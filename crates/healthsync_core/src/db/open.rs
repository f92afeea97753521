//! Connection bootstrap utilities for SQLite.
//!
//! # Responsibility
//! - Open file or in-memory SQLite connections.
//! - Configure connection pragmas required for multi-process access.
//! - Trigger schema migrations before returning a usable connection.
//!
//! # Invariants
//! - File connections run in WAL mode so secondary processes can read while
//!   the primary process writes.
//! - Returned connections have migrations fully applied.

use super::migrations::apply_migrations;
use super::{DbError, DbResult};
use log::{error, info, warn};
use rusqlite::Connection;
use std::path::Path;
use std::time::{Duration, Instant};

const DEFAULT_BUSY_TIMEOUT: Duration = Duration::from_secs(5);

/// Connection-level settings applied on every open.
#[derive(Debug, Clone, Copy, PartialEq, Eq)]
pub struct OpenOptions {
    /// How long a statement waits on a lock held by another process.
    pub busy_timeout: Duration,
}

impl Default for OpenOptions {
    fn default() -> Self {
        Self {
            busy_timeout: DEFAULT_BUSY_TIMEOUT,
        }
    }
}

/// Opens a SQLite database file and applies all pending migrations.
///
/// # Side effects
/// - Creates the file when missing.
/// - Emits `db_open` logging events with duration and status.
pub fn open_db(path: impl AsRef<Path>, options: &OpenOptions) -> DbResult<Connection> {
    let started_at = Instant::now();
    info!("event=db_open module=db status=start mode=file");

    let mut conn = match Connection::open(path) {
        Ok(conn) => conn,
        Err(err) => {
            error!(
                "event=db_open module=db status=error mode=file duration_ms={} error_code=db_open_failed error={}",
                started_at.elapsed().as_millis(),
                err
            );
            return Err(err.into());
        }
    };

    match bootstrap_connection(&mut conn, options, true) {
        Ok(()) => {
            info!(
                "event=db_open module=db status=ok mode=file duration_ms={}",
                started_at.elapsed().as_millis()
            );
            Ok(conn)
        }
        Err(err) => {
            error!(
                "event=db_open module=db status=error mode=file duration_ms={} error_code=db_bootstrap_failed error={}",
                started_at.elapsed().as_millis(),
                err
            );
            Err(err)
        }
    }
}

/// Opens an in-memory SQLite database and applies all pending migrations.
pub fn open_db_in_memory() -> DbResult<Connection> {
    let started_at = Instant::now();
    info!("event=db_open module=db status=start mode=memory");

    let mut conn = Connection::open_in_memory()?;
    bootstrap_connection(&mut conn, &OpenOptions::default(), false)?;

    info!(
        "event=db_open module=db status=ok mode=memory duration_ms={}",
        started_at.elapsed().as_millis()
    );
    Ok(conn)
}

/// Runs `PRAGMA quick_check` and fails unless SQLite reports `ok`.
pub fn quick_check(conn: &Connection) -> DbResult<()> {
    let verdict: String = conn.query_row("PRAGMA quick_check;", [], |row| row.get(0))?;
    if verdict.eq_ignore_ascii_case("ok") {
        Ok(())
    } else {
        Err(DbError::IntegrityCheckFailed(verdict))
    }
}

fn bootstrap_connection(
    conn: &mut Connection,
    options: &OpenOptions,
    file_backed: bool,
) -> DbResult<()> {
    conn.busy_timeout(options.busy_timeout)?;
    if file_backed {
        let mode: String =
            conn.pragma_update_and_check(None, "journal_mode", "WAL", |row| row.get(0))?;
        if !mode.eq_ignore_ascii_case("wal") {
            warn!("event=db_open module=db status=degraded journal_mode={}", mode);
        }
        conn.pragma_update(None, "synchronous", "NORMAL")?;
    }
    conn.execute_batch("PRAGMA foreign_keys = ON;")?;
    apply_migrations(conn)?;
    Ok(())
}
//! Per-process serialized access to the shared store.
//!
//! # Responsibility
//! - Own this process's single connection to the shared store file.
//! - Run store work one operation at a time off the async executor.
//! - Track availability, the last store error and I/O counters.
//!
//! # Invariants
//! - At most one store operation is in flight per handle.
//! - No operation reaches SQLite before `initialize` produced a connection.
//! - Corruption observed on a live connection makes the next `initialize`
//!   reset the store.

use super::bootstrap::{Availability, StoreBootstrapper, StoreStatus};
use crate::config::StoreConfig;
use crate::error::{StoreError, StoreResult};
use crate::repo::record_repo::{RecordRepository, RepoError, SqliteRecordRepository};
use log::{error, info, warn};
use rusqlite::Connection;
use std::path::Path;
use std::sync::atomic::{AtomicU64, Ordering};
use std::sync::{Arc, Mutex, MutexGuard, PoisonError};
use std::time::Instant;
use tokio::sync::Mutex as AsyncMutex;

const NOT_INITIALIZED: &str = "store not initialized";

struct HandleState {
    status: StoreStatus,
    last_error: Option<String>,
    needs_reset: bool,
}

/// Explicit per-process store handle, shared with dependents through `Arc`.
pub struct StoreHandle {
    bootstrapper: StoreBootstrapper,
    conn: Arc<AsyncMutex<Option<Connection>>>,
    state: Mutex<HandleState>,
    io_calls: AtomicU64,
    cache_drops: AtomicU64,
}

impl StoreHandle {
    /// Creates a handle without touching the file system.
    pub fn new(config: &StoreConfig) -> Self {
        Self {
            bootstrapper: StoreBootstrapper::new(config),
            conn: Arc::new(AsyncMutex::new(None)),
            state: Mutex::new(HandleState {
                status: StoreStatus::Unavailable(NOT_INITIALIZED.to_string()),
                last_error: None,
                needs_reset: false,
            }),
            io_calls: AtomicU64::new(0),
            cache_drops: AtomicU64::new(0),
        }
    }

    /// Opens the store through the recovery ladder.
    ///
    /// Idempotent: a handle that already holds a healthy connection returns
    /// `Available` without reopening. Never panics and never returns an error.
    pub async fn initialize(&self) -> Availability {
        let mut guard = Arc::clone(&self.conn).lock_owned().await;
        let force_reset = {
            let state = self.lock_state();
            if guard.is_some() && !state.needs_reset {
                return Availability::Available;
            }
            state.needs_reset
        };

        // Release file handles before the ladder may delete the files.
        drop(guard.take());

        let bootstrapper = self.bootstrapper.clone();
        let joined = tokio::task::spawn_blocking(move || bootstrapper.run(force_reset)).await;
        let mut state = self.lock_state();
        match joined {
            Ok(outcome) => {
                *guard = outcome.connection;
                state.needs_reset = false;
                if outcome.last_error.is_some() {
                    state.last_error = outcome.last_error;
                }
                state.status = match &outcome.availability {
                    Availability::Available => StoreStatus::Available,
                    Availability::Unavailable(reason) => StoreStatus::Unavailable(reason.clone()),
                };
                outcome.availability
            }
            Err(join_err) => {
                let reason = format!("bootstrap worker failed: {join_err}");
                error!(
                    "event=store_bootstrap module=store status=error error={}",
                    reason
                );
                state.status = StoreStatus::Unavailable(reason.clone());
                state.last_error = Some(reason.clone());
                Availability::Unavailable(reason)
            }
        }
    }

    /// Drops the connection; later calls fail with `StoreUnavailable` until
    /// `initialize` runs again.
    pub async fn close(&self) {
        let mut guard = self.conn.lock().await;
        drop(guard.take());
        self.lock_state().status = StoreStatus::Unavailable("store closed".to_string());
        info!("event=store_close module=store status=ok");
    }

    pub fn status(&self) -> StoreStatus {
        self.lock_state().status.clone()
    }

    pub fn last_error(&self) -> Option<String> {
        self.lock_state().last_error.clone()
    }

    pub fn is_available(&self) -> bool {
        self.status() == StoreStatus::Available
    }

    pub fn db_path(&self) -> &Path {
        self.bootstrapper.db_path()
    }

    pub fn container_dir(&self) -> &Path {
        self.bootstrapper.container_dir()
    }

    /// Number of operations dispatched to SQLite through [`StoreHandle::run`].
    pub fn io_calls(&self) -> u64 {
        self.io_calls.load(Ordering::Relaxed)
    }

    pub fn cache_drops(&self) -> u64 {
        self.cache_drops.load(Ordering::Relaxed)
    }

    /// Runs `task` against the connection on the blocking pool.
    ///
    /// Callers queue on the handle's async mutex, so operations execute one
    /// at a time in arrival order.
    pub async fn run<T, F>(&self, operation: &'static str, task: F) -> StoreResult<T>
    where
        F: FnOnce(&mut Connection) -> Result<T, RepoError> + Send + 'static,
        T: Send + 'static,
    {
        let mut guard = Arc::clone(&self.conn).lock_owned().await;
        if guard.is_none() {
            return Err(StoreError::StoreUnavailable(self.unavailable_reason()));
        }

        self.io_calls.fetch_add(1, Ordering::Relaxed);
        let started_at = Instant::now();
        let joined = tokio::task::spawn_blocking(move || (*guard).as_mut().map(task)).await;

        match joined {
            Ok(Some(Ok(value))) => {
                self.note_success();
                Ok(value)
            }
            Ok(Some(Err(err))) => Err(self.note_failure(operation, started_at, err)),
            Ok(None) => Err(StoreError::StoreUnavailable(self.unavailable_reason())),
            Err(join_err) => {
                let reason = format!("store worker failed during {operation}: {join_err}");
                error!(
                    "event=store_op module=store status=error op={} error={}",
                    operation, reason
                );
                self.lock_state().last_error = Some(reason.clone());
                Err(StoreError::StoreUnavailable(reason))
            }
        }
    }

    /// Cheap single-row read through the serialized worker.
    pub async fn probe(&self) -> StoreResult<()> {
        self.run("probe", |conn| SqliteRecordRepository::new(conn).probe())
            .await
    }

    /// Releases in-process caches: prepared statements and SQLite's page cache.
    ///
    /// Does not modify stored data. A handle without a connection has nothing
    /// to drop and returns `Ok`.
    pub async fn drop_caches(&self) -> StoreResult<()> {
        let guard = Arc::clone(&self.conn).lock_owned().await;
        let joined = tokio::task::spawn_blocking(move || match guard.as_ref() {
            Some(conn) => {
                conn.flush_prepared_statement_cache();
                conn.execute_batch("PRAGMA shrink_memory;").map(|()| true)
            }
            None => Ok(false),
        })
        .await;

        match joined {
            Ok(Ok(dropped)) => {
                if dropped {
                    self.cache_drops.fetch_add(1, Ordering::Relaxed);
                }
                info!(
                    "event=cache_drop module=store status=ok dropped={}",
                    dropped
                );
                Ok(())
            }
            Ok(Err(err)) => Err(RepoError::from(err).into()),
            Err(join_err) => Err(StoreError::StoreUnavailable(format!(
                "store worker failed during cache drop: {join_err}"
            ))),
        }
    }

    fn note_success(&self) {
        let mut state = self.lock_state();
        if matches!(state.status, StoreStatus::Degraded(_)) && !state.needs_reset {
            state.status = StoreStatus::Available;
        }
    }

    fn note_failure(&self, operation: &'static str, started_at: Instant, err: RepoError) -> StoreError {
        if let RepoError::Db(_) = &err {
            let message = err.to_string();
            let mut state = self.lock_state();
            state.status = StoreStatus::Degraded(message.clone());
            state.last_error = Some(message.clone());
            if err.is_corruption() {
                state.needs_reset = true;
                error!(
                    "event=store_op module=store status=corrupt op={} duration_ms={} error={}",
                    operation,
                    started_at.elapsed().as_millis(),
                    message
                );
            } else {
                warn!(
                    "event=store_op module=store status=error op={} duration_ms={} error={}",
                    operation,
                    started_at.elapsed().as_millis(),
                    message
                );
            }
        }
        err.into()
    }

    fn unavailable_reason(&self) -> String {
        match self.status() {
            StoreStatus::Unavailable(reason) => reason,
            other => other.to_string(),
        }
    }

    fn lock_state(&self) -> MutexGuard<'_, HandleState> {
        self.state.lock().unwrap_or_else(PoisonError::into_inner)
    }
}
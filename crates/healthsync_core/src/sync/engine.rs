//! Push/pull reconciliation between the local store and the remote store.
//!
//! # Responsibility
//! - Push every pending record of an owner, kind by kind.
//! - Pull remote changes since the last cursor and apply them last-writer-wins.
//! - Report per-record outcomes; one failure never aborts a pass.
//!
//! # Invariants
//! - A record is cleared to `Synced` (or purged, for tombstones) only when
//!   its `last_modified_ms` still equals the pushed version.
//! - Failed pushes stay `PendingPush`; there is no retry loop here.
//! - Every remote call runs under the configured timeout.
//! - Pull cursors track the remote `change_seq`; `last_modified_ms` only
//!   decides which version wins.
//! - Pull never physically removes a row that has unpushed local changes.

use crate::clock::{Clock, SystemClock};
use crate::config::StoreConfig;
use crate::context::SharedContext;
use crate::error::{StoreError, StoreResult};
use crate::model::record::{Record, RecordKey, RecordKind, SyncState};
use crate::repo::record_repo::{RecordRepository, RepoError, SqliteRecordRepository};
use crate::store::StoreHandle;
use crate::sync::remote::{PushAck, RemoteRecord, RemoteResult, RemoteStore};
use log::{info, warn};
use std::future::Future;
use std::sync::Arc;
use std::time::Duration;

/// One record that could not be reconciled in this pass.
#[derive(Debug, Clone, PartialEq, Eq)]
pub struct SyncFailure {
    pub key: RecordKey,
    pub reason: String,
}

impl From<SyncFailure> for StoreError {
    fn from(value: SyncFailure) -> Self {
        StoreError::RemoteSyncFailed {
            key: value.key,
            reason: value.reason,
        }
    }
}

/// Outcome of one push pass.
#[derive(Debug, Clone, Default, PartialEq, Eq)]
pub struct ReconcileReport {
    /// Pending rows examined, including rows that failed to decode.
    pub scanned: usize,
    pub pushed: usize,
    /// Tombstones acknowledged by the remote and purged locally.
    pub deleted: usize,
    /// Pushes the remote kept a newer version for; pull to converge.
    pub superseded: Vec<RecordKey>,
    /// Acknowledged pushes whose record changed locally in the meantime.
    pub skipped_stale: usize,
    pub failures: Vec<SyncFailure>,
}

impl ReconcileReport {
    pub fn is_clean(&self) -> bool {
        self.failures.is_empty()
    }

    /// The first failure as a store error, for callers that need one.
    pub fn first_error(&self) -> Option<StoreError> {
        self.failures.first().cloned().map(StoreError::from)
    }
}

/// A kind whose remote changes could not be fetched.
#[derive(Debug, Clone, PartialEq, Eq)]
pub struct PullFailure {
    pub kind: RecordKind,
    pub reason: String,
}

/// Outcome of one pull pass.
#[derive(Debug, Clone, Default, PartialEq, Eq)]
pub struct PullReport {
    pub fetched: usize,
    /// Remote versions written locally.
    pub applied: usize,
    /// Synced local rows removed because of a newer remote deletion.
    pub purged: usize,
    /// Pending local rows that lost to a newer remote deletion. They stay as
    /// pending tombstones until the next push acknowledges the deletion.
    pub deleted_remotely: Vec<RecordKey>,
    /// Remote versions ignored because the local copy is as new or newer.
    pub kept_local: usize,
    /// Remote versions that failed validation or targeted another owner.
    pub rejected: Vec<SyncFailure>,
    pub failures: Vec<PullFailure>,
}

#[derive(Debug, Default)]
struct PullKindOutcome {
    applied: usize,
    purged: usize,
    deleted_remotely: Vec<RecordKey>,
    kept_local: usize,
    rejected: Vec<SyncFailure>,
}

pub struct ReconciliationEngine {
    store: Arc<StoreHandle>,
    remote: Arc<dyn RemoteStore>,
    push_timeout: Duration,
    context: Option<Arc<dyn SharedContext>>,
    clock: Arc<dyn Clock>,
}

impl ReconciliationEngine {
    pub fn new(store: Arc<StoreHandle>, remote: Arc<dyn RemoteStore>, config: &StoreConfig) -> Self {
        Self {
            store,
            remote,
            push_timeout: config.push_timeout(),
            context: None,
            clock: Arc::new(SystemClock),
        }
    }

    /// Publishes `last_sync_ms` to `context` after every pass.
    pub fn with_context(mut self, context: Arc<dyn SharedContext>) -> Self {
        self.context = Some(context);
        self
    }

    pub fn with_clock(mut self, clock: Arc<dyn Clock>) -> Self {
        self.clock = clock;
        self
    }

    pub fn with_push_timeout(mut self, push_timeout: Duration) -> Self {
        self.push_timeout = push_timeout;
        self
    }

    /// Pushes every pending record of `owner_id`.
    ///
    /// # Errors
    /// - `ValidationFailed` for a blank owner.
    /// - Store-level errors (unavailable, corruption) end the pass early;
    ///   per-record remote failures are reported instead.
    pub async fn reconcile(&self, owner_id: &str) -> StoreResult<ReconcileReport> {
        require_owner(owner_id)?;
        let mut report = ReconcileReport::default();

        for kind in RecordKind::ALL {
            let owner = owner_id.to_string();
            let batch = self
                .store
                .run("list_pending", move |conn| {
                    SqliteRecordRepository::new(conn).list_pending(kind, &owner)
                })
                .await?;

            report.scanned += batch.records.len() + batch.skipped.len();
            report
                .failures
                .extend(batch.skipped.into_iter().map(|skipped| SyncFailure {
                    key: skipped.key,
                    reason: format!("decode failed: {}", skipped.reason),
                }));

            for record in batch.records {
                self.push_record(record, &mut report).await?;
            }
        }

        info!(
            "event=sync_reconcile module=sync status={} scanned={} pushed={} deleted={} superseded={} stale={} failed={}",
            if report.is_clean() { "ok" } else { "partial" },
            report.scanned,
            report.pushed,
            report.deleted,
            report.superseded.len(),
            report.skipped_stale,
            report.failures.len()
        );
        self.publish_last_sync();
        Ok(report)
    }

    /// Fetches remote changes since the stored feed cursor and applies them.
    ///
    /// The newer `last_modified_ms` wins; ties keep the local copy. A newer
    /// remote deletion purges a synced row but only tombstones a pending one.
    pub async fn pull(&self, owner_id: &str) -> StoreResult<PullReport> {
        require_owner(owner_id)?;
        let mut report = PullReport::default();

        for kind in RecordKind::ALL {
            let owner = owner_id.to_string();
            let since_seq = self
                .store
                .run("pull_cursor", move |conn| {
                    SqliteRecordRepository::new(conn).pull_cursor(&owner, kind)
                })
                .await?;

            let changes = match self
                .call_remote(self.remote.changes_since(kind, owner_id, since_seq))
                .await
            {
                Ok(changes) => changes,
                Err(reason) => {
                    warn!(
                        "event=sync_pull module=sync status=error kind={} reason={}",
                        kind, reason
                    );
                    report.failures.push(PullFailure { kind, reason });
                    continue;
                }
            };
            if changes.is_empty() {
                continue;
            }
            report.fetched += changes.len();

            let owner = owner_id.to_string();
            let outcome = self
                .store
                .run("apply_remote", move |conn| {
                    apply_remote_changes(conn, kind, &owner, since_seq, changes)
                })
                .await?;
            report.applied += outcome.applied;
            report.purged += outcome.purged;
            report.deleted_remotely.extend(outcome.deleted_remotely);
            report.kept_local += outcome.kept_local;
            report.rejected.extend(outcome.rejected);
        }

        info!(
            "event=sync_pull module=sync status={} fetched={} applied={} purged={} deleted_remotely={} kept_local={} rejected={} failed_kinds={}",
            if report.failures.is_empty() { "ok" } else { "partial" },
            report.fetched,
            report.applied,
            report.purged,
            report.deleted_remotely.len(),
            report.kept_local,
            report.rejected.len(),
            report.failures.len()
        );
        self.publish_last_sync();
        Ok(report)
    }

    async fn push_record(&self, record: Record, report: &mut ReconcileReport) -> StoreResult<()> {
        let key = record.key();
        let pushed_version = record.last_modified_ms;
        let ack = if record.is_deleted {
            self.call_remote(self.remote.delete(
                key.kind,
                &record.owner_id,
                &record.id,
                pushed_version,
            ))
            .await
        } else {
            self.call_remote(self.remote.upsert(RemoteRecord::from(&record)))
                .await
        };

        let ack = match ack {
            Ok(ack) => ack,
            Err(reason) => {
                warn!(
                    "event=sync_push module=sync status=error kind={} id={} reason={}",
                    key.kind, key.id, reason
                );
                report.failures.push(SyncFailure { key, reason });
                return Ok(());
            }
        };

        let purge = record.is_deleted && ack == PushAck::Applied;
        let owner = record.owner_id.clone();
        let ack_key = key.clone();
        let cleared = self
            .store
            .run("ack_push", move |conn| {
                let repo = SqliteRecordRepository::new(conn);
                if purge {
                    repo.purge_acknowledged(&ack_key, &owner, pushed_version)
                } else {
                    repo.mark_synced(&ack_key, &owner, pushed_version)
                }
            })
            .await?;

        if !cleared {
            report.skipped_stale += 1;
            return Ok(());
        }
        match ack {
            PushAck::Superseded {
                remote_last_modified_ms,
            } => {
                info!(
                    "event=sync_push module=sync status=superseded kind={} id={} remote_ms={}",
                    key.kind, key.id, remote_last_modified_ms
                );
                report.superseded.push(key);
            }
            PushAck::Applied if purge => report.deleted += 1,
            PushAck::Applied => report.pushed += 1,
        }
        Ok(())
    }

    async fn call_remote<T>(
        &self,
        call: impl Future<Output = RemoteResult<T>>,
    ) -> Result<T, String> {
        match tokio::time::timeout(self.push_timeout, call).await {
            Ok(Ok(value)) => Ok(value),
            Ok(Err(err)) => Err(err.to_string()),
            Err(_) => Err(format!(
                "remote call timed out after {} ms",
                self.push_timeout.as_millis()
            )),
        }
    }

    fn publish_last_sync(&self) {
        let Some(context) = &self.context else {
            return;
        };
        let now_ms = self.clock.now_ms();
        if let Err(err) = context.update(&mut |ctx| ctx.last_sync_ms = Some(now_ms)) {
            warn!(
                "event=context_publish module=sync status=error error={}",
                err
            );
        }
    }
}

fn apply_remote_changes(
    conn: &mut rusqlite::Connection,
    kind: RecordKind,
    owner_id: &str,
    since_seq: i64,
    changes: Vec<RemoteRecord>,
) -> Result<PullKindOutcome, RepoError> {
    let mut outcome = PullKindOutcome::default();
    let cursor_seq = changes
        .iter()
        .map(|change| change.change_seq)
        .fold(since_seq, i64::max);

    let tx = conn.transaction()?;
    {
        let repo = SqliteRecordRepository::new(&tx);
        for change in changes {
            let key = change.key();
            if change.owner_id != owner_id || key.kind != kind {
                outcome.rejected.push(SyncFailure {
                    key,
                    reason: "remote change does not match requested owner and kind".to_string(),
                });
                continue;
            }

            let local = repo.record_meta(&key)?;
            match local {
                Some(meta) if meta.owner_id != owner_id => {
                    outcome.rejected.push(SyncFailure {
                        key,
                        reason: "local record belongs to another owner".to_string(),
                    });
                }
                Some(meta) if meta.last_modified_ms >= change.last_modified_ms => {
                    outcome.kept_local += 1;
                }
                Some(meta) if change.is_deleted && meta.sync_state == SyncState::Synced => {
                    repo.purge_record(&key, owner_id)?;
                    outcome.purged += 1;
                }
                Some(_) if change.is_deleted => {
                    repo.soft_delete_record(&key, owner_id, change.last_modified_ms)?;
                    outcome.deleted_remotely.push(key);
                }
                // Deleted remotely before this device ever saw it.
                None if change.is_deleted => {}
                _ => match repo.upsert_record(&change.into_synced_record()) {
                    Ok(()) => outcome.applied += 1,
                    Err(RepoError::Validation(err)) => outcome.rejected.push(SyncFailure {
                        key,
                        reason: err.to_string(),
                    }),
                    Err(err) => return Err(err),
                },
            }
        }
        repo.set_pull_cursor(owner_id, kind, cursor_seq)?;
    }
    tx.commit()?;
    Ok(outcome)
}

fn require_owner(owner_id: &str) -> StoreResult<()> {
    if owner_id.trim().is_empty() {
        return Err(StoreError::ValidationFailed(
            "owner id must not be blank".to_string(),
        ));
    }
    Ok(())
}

> EXERCISE:
Show me every line in the data above that includes "RecordKey".

> REPLY TO THE EXERCISE:
use crate::model::record::{Record, RecordKey, RecordKind, SyncState};
    pub key: RecordKey,
    pub superseded: Vec<RecordKey>,
    pub deleted_remotely: Vec<RecordKey>,
    deleted_remotely: Vec<RecordKey>,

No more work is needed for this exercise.